【特典SS】魔植物たちの悲喜こもごも
破壊王が去ったのち、我が世の春を謳歌していた魔植物たち。
「俺たち最強ー、ツルがうねうね、棘がキザギザ、牙がキラーン」
「泣く子はいねがー、悪い子はいねがー、うめか子はいねがー」
「うめか娘っ子のにおいー」
「ギャー」「ヒー」「イヤー」
マーゴットにあっさり刈られた。
「こんにちは。

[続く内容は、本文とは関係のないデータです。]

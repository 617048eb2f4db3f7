use crate::storage::entity::backtest_artifact::{
    self, ActiveModel as ArtifactActiveModel, Entity as BacktestArtifact,
};
use sea_orm::sea_query::OnConflict;
use sea_orm::{
    ColumnTrait, DatabaseConnection, EntityTrait, PaginatorTrait, QueryFilter, QueryOrder,
    QuerySelect,
};

pub struct ArtifactRepository;

impl ArtifactRepository {
    pub async fn find_by_fingerprint(
        db: &DatabaseConnection,
        fingerprint: &str,
    ) -> Result<Option<backtest_artifact::Model>, sea_orm::DbErr> {
        BacktestArtifact::find_by_id(fingerprint.to_string())
            .one(db)
            .await
    }

    pub async fn find_by_backtest_id(
        db: &DatabaseConnection,
        backtest_id: &str,
    ) -> Result<Option<backtest_artifact::Model>, sea_orm::DbErr> {
        BacktestArtifact::find()
            .filter(backtest_artifact::Column::BacktestId.eq(backtest_id.to_string()))
            .one(db)
            .await
    }

    /// INSERT ... ON CONFLICT(fingerprint) DO NOTHING
    ///
    /// 返回 true 表示本次写入成功；false 表示该指纹已有产物（以已存在的为准）。
    pub async fn insert_or_ignore(
        db: &DatabaseConnection,
        model: ArtifactActiveModel,
    ) -> Result<bool, sea_orm::DbErr> {
        let rows = BacktestArtifact::insert(model)
            .on_conflict(
                OnConflict::column(backtest_artifact::Column::Fingerprint)
                    .do_nothing()
                    .to_owned(),
            )
            .exec_without_returning(db)
            .await?;
        Ok(rows > 0)
    }

    pub async fn list_recent(
        db: &DatabaseConnection,
        limit: u64,
    ) -> Result<Vec<backtest_artifact::Model>, sea_orm::DbErr> {
        BacktestArtifact::find()
            .order_by_desc(backtest_artifact::Column::CreatedAt)
            .limit(limit)
            .all(db)
            .await
    }

    pub async fn count(db: &DatabaseConnection) -> Result<u64, sea_orm::DbErr> {
        BacktestArtifact::find().count(db).await
    }
}
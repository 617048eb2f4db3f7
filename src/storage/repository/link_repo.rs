use crate::storage::entity::screen_link::{self, ActiveModel as LinkActiveModel, Entity as ScreenLink};
use sea_orm::sea_query::OnConflict;
use sea_orm::{ColumnTrait, DatabaseConnection, EntityTrait, PaginatorTrait, QueryFilter, QueryOrder};

pub struct LinkRepository;

impl LinkRepository {
    /// 幂等写入：唯一键 (session_id, symbol, data_date) 冲突时什么都不做
    ///
    /// 单次往返的条件写入，不做先读后写。返回 true 表示新建。
    pub async fn insert_or_ignore(
        db: &DatabaseConnection,
        model: LinkActiveModel,
    ) -> Result<bool, sea_orm::DbErr> {
        let rows = ScreenLink::insert(model)
            .on_conflict(
                OnConflict::columns([
                    screen_link::Column::SessionId,
                    screen_link::Column::Symbol,
                    screen_link::Column::DataDate,
                ])
                .do_nothing()
                .to_owned(),
            )
            .exec_without_returning(db)
            .await?;
        Ok(rows > 0)
    }

    pub async fn find(
        db: &DatabaseConnection,
        session_id: &str,
        symbol: &str,
        data_date: &str,
    ) -> Result<Option<screen_link::Model>, sea_orm::DbErr> {
        ScreenLink::find()
            .filter(screen_link::Column::SessionId.eq(session_id.to_string()))
            .filter(screen_link::Column::Symbol.eq(symbol.to_string()))
            .filter(screen_link::Column::DataDate.eq(data_date.to_string()))
            .one(db)
            .await
    }

    pub async fn list_for_session(
        db: &DatabaseConnection,
        session_id: &str,
        data_date: &str,
    ) -> Result<Vec<screen_link::Model>, sea_orm::DbErr> {
        ScreenLink::find()
            .filter(screen_link::Column::SessionId.eq(session_id.to_string()))
            .filter(screen_link::Column::DataDate.eq(data_date.to_string()))
            .order_by_asc(screen_link::Column::Symbol)
            .all(db)
            .await
    }

    pub async fn count(db: &DatabaseConnection) -> Result<u64, sea_orm::DbErr> {
        ScreenLink::find().count(db).await
    }
}
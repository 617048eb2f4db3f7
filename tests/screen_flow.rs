mod common;

use async_trait::async_trait;
use chrono::NaiveDate;
use common::{d, open_store, ScriptedEngine};
use rustscreen::backtest::{
    BacktestArtifact, BatchOptions, Fingerprint, ParallelBacktestScheduler,
};
use rustscreen::linkage::{Link, LinkOutcome, ScreenSession};
use rustscreen::screen::{
    Bar, BarSeries, FilterEvaluator, MarketDataProvider, ScreenRequest, ScreenService,
    StrategyTemplate,
};
use rustscreen::storage::{ResultStore, StoreError};
use rustscreen::window::{
    DateWindowExtender, ExtensionPlan, FilterConfig, FilterKind, TradingCalendar,
};
use std::collections::{BTreeMap, BTreeSet};
use std::sync::{Arc, Mutex};
use std::time::Duration;

/// 每个标的在窗口内每个交易日一根 K 线
#[derive(Default)]
struct FlatMarket {
    requested: Mutex<Vec<(NaiveDate, NaiveDate)>>,
}

#[async_trait]
impl MarketDataProvider for FlatMarket {
    async fn fetch(
        &self,
        symbols: &[String],
        start: NaiveDate,
        end: NaiveDate,
    ) -> anyhow::Result<BarSeries> {
        self.requested.lock().unwrap().push((start, end));
        let days = TradingCalendar::weekends_only().trading_days(start, end);
        Ok(symbols
            .iter()
            .map(|s| {
                let bars = days
                    .iter()
                    .map(|&date| Bar {
                        date,
                        open: 10.0,
                        high: 11.0,
                        low: 9.5,
                        close: 10.5,
                        volume: 2_000_000.0,
                    })
                    .collect();
                (s.clone(), bars)
            })
            .collect())
    }
}

/// `pick` 过滤器的 symbols 参数列出的标的在每根 K 线上都命中
struct PickList;

#[async_trait]
impl FilterEvaluator for PickList {
    async fn evaluate(
        &self,
        filters: &[FilterConfig],
        series: &BarSeries,
        _plan: &ExtensionPlan,
    ) -> anyhow::Result<BTreeMap<String, Vec<NaiveDate>>> {
        let picks: Vec<String> = filters
            .iter()
            .filter_map(|f| f.params.get("symbols"))
            .filter_map(|v| v.as_array())
            .flatten()
            .filter_map(|v| v.as_str().map(str::to_string))
            .collect();
        Ok(series
            .iter()
            .filter(|(s, _)| picks.contains(*s))
            .map(|(s, bars)| (s.clone(), bars.iter().map(|b| b.date).collect()))
            .collect())
    }
}

/// 对指定标的的关联写入返回错误，其余委托给真实存储
struct FailingLinks {
    inner: Arc<dyn ResultStore>,
    failing: &'static str,
}

#[async_trait]
impl ResultStore for FailingLinks {
    async fn find_artifact(
        &self,
        fingerprint: &Fingerprint,
    ) -> Result<Option<BacktestArtifact>, StoreError> {
        self.inner.find_artifact(fingerprint).await
    }

    async fn save_artifact(
        &self,
        artifact: &BacktestArtifact,
    ) -> Result<BacktestArtifact, StoreError> {
        self.inner.save_artifact(artifact).await
    }

    async fn insert_link(&self, link: &Link) -> Result<bool, StoreError> {
        if link.symbol == self.failing {
            return Err(StoreError::Corrupt("disk full".into()));
        }
        self.inner.insert_link(link).await
    }

    async fn find_link(
        &self,
        session_id: &str,
        symbol: &str,
        data_date: NaiveDate,
    ) -> Result<Option<Link>, StoreError> {
        self.inner.find_link(session_id, symbol, data_date).await
    }

    async fn linked_symbols(
        &self,
        session_id: &str,
        data_date: NaiveDate,
    ) -> Result<BTreeSet<String>, StoreError> {
        self.inner.linked_symbols(session_id, data_date).await
    }

    async fn record_session(&self, session: &ScreenSession) -> Result<bool, StoreError> {
        self.inner.record_session(session).await
    }
}

fn service_over(dir: &tempfile::TempDir, store: Arc<dyn ResultStore>) -> ScreenService {
    let scheduler = Arc::new(ParallelBacktestScheduler::new(
        Arc::new(ScriptedEngine::new()),
        store.clone(),
        dir.path().join("work"),
        dir.path().join("results"),
    ));
    ScreenService::new(
        Arc::new(DateWindowExtender::default()),
        Arc::new(FlatMarket::default()),
        Arc::new(PickList),
        scheduler,
        store,
    )
}

fn screen(combo: &str, picks: &[&str], fast: i64) -> ScreenRequest {
    let day = d(2025, 8, 1);
    ScreenRequest {
        session_id: "S1".into(),
        parameter_combination_id: combo.into(),
        data_date: day,
        start_date: d(2025, 7, 28),
        end_date: day,
        symbols: vec!["X".into(), "Y".into(), "Z".into()],
        filters: vec![
            FilterConfig::new("pick", FilterKind::Custom)
                .with_param("lookback_days", 20)
                .with_param("symbols", serde_json::json!(picks)),
        ],
        strategy: StrategyTemplate::new("sma_cross", d(2025, 1, 2), day).with_param("fast", fast),
        options: BatchOptions {
            retry_backoff: Duration::ZERO,
            ..BatchOptions::default()
        },
    }
}

#[tokio::test]
async fn overlapping_parameter_sets_link_each_symbol_once() {
    let dir = tempfile::tempdir().unwrap();
    let store = open_store(&dir).await;
    let engine = Arc::new(ScriptedEngine::new());
    let scheduler = Arc::new(ParallelBacktestScheduler::new(
        engine.clone(),
        store.clone(),
        dir.path().join("work"),
        dir.path().join("results"),
    ));
    let market = Arc::new(FlatMarket::default());
    let service = ScreenService::new(
        Arc::new(DateWindowExtender::default()),
        market.clone(),
        Arc::new(PickList),
        scheduler,
        store,
    );

    let first = service.run_screen(screen("fast", &["X", "Y"], 5)).await.unwrap();
    assert!(first.first_run);
    assert_eq!(first.qualified.len(), 2);
    assert!(first.links.values().all(|o| o.is_created()));
    assert!(first.missing_links.is_empty());

    // 命中只保留原始区间内的日期
    let x_hits = &first.hits["X"];
    assert_eq!(x_hits.first(), Some(&d(2025, 7, 28)));
    assert_eq!(x_hits.len(), 5);
    let (fetched_from, fetched_to) = market.requested.lock().unwrap()[0];
    assert!(fetched_from < d(2025, 7, 28));
    assert_eq!(fetched_to, d(2025, 8, 1));
    assert_eq!(first.plan.extended_start, fetched_from);

    let x_backtest = first.batch.by_symbol()["X"]
        .outcome
        .artifact()
        .unwrap()
        .backtest_id
        .clone();

    let second = service.run_screen(screen("slow", &["X", "Z"], 8)).await.unwrap();
    assert!(second.first_run);
    assert_eq!(engine.calls(), 4);
    assert_eq!(
        second.links["X"],
        LinkOutcome::AlreadyExists {
            existing_backtest_id: x_backtest.clone()
        }
    );
    assert!(second.links["Z"].is_created());

    let linked = service.registry().symbols_linked("S1", d(2025, 8, 1)).await.unwrap();
    assert_eq!(linked.len(), 3);

    // 同一参数组合重跑：会话不重复记录，回测全部命中
    let rerun = service.run_screen(screen("fast", &["X", "Y"], 5)).await.unwrap();
    assert!(!rerun.first_run);
    assert_eq!(rerun.batch.stats.cache_hits, 2);
    assert_eq!(engine.calls(), 4);
}

#[tokio::test]
async fn inverted_screen_range_is_rejected() {
    let dir = tempfile::tempdir().unwrap();
    let store = open_store(&dir).await;
    let scheduler = Arc::new(ParallelBacktestScheduler::new(
        Arc::new(ScriptedEngine::new()),
        store.clone(),
        dir.path().join("work"),
        dir.path().join("results"),
    ));
    let service = ScreenService::new(
        Arc::new(DateWindowExtender::default()),
        Arc::new(FlatMarket::default()),
        Arc::new(PickList),
        scheduler,
        store,
    );
    let mut req = screen("fast", &["X"], 5);
    req.start_date = d(2025, 8, 5);
    assert!(service.run_screen(req).await.is_err());
}

#[tokio::test]
async fn invalid_filters_do_not_consume_the_first_run() {
    let dir = tempfile::tempdir().unwrap();
    let store = open_store(&dir).await;
    let service = service_over(&dir, store);

    let mut bad = screen("fast", &["X"], 5);
    bad.filters.push(FilterConfig::new("sma", FilterKind::MovingAverage));
    let err = service.run_screen(bad).await.unwrap_err();
    assert!(format!("{:#}", err).contains("period"));

    let report = service.run_screen(screen("fast", &["X"], 5)).await.unwrap();
    assert!(report.first_run);
}

#[tokio::test]
async fn link_failures_are_reported_per_symbol() {
    let dir = tempfile::tempdir().unwrap();
    let store = open_store(&dir).await;
    let flaky: Arc<dyn ResultStore> = Arc::new(FailingLinks {
        inner: store,
        failing: "Y",
    });
    let service = service_over(&dir, flaky);

    let report = service.run_screen(screen("fast", &["X", "Y"], 5)).await.unwrap();
    assert_eq!(report.batch.stats.succeeded, 2);
    assert!(report.links["X"].is_created());
    assert!(!report.links.contains_key("Y"));
    assert_eq!(report.link_errors.len(), 1);
    assert!(report.link_errors["Y"].contains("disk full"));
    assert_eq!(report.missing_links, BTreeSet::from(["Y".to_string()]));
}
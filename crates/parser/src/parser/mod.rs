//! Recursive-descent parser for the bootstrap subset of Oz.
//!
//! The grammar covered here is the part of Oz the bootstrap compiler
//! consumes: functors, procedures and functions, `local`, `if`, `case`,
//! `for`, `thread`, `try`/`raise`, bindings, calls, records and the
//! operator set. There is no error recovery; the first error aborts.

mod expr;

use std::collections::HashSet;
use std::sync::Arc;

use crate::ast::*;
use crate::error::Diagnostic;
use crate::lexer::{preprocess, tokenize, Token};

/// Parse a whole source file as a statement sequence.
pub fn parse_statement(
    source: &str,
    file: &str,
    defines: &HashSet<String>,
) -> Result<Statement, Diagnostic> {
    let mut parser = Parser::from_source(source, file, defines)?;
    let stmt = parser.statement_sequence()?;
    parser.expect_eof()?;
    Ok(stmt)
}

/// Parse a whole source file as a single expression.
pub fn parse_expression(
    source: &str,
    file: &str,
    defines: &HashSet<String>,
) -> Result<Expression, Diagnostic> {
    let mut parser = Parser::from_source(source, file, defines)?;
    let expr = parser.expression()?;
    parser.expect_eof()?;
    Ok(expr)
}

pub(crate) struct Parser {
    tokens: Vec<(Token, Pos)>,
    index: usize,
    eof_pos: Pos,
}

impl Parser {
    fn from_source(source: &str, file: &str, defines: &HashSet<String>) -> Result<Self, Diagnostic> {
        let file: Arc<str> = Arc::from(file);
        let clean = preprocess(source, &file, defines)?;
        let tokens = tokenize(&clean, &file)?;
        let eof_pos = Pos::new(
            file,
            source.lines().count().max(1) as u32,
            source.lines().last().map_or(1, |l| l.chars().count() as u32 + 1),
        );
        Ok(Parser {
            tokens,
            index: 0,
            eof_pos,
        })
    }

    pub(crate) fn peek(&self) -> Option<&Token> {
        self.tokens.get(self.index).map(|(token, _)| token)
    }

    pub(crate) fn peek2(&self) -> Option<&Token> {
        self.tokens.get(self.index + 1).map(|(token, _)| token)
    }

    pub(crate) fn pos(&self) -> Pos {
        self.tokens
            .get(self.index)
            .map(|(_, pos)| pos.clone())
            .unwrap_or_else(|| self.eof_pos.clone())
    }

    pub(crate) fn advance(&mut self) -> Option<(Token, Pos)> {
        let item = self.tokens.get(self.index).cloned();
        if item.is_some() {
            self.index += 1;
        }
        item
    }

    pub(crate) fn eat(&mut self, token: &Token) -> bool {
        if self.peek() == Some(token) {
            self.index += 1;
            true
        } else {
            false
        }
    }

    pub(crate) fn expect(&mut self, token: Token) -> Result<Pos, Diagnostic> {
        let pos = self.pos();
        match self.peek() {
            Some(found) if *found == token => {
                self.index += 1;
                Ok(pos)
            }
            Some(found) => Err(Diagnostic::new(
                format!("expected {} but found {}", token.describe(), found.describe()),
                pos,
            )),
            None => Err(Diagnostic::new(
                format!("expected {} but found end of file", token.describe()),
                pos,
            )),
        }
    }

    pub(crate) fn expect_variable(&mut self) -> Result<(String, Pos), Diagnostic> {
        let pos = self.pos();
        match self.advance() {
            Some((Token::Variable(name), pos)) => Ok((name, pos)),
            Some((found, pos)) => Err(Diagnostic::new(
                format!("expected a variable but found {}", found.describe()),
                pos,
            )),
            None => Err(Diagnostic::new(
                "expected a variable but found end of file",
                pos,
            )),
        }
    }

    fn expect_eof(&mut self) -> Result<(), Diagnostic> {
        match self.peek() {
            None => Ok(()),
            Some(found) => Err(Diagnostic::new(
                format!("expected end of file but found {}", found.describe()),
                self.pos(),
            )),
        }
    }

    pub(crate) fn error(&self, message: impl Into<String>) -> Diagnostic {
        Diagnostic::new(message, self.pos())
    }

    fn starts_statement(&self) -> bool {
        matches!(
            self.peek(),
            Some(
                Token::Local
                    | Token::LBrace
                    | Token::Variable(_)
                    | Token::If
                    | Token::Case
                    | Token::For
                    | Token::Thread
                    | Token::Try
                    | Token::Raise
                    | Token::Skip
                    | Token::Proc
                    | Token::Fun
            )
        )
    }

    /// One or more statements.
    pub(crate) fn statement_sequence(&mut self) -> Result<Statement, Diagnostic> {
        let pos = self.pos();
        let mut statements = Vec::new();
        while self.starts_statement() {
            statements.push(self.statement()?);
        }
        if statements.is_empty() {
            return Err(self.error(match self.peek() {
                Some(found) => format!("expected a statement but found {}", found.describe()),
                None => "expected a statement but found end of file".to_string(),
            }));
        }
        Ok(Statement::seq(statements, pos))
    }

    fn statement(&mut self) -> Result<Statement, Diagnostic> {
        let pos = self.pos();
        match self.peek() {
            Some(Token::Local) => self.local_statement(),
            Some(Token::Skip) => {
                self.advance();
                Ok(Statement::skip(pos))
            }
            Some(Token::If) => {
                self.advance();
                let stmt = self.if_statement_tail(pos)?;
                self.expect(Token::End)?;
                Ok(stmt)
            }
            Some(Token::Case) => self.case_statement(),
            Some(Token::For) => self.for_statement(),
            Some(Token::Thread) => {
                self.advance();
                let body = self.statement_sequence()?;
                self.expect(Token::End)?;
                Ok(Statement::Thread(ThreadStatement {
                    body: Box::new(body),
                    pos,
                }))
            }
            Some(Token::Try) => self.try_statement(),
            Some(Token::Raise) => {
                self.advance();
                let value = self.expression()?;
                self.expect(Token::End)?;
                Ok(Statement::Raise(RaiseStatement { value, pos }))
            }
            Some(Token::Proc) | Some(Token::Fun) => {
                let (head, abstraction) = self.abstraction_expression(true)?;
                let head = head.ok_or_else(|| {
                    Diagnostic::new("an anonymous procedure cannot be a statement", pos.clone())
                })?;
                Ok(build::bind(build::raw_var(head, pos.clone()), abstraction, pos))
            }
            _ => self.expression_statement(),
        }
    }

    fn expression_statement(&mut self) -> Result<Statement, Diagnostic> {
        let pos = self.pos();
        let left = self.expression()?;
        if self.eat(&Token::Eq) {
            let right = self.expression()?;
            return Ok(build::bind(left, right, pos));
        }
        match left {
            Expression::Call(call) => Ok(Statement::Call(CallStatement {
                callee: *call.callee,
                args: call.args,
                pos: call.pos,
            })),
            _ => Err(Diagnostic::new("this expression is not a statement", pos)),
        }
    }

    fn local_statement(&mut self) -> Result<Statement, Diagnostic> {
        let pos = self.expect(Token::Local)?;
        let declarations = self.declarations()?;
        self.expect(Token::In)?;
        let body = self.statement_sequence()?;
        self.expect(Token::End)?;
        Ok(Statement::RawLocal(RawLocalStatement {
            declarations,
            body: Box::new(body),
            pos,
        }))
    }

    /// Declarations of a `local`, `prepare` or `define` section.
    pub(crate) fn declarations(&mut self) -> Result<Vec<RawDeclaration>, Diagnostic> {
        let mut declarations = Vec::new();
        loop {
            match self.peek() {
                Some(Token::Variable(_)) => {
                    let (name, pos) = self.expect_variable()?;
                    let initializer = if self.eat(&Token::Eq) {
                        Some(self.expression()?)
                    } else {
                        None
                    };
                    declarations.push(RawDeclaration {
                        name,
                        initializer,
                        pos,
                    });
                }
                Some(Token::Proc) | Some(Token::Fun) => {
                    let pos = self.pos();
                    let (head, abstraction) = self.abstraction_expression(true)?;
                    let name = head.ok_or_else(|| {
                        Diagnostic::new(
                            "a procedure declaration needs a variable head",
                            pos.clone(),
                        )
                    })?;
                    declarations.push(RawDeclaration {
                        name,
                        initializer: Some(abstraction),
                        pos,
                    });
                }
                _ => break,
            }
        }
        if declarations.is_empty() {
            Err(self.error("expected at least one declaration"))
        } else {
            Ok(declarations)
        }
    }

    /// The part of an `if` after the keyword; `elseif` nests another one.
    fn if_statement_tail(&mut self, pos: Pos) -> Result<Statement, Diagnostic> {
        let condition = self.expression()?;
        self.expect(Token::Then)?;
        let then_body = self.statement_sequence()?;
        let else_body = if self.eat(&Token::Else) {
            self.statement_sequence()?
        } else if self.peek() == Some(&Token::Elseif) {
            let elseif_pos = self.pos();
            self.advance();
            self.if_statement_tail(elseif_pos)?
        } else {
            Statement::skip(pos.clone())
        };
        Ok(build::if_stmt(condition, then_body, else_body, pos))
    }

    fn case_statement(&mut self) -> Result<Statement, Diagnostic> {
        let pos = self.expect(Token::Case)?;
        let value = self.expression()?;
        self.expect(Token::Of)?;
        let mut clauses = Vec::new();
        loop {
            let clause_pos = self.pos();
            let pattern = self.pattern()?;
            self.expect(Token::Then)?;
            let body = self.statement_sequence()?;
            clauses.push(MatchClause {
                pattern,
                body,
                pos: clause_pos,
            });
            if !self.eat(&Token::ChoiceSep) {
                break;
            }
        }
        let else_body = if self.eat(&Token::Else) {
            Some(Box::new(self.statement_sequence()?))
        } else {
            None
        };
        self.expect(Token::End)?;
        Ok(Statement::Match(MatchStatement {
            value,
            clauses,
            else_body,
            pos,
        }))
    }

    fn for_statement(&mut self) -> Result<Statement, Diagnostic> {
        let pos = self.expect(Token::For)?;
        let (name, var_pos) = self.expect_variable()?;
        self.expect(Token::In)?;
        let from = self.expression()?;
        self.expect(Token::DotDot)?;
        let to = self.expression()?;
        self.expect(Token::Do)?;
        let body = self.statement_sequence()?;
        self.expect(Token::End)?;
        Ok(Statement::For(ForStatement {
            var: build::raw_var(name, var_pos),
            from,
            to,
            body: Box::new(body),
            pos,
        }))
    }

    fn try_statement(&mut self) -> Result<Statement, Diagnostic> {
        let pos = self.expect(Token::Try)?;
        let body = self.statement_sequence()?;
        self.expect(Token::Catch)?;
        let (name, var_pos) = self.expect_variable()?;
        self.expect(Token::Then)?;
        let catch_body = self.statement_sequence()?;
        self.expect(Token::End)?;
        Ok(Statement::Try(TryStatement {
            body: Box::new(body),
            catch_var: build::raw_var(name, var_pos),
            catch_body: Box::new(catch_body),
            pos,
        }))
    }
}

わたしたち、ミントちゃん」
「かわいくて、香りもさわやか、女子力満点のハーブちゃん」
「見た目にダマされて、ひとたび植えれば、ふはは、そこは我らミントちゃんの土地」
「見よ、我らが生命力。崇めよ、不滅の再生力。戦慄せよ、ゴキ並みの繁殖力」
「他の植物は駆逐、蹂躙、キャハー、ヒーハー」
「あれ、クンカクンカ、女子力高き乙女の匂い」
「キエー」「そんなー」「やーめーてー」
マーゴットにあっさり退治された。
「アタシたち、猫じゃらしなの」
「モフモフ、むくむく、手触り抜群なの」
「お世話猫のお鼻をクシュクシュするのがお仕事だったのに」
「お世話猫様、寝ちゃった、クスン」
「あら、なんか、すごい、威圧感が」
「ひえー」「猫様、お助けあれー」
目覚めたツァールがマーゴットを止めた。間に合った。ホッ。
「ラララ~、今日もキレイよ、わたしの美声」
「ルルル~、もう悲鳴はやめたの~」
「リルリルリリリ~、叫んだら、刈られて煎じられて薬にされて」
「飲まれてゴックン、ハラヒレホー、かわいそうなマンドレイク~」
「あなたたち、おかしな歌はやめてくださらない」
マーゴットに怒られた。
「うーむ、今日も平和なり。よきかな」
トレントはやや強引に納得した。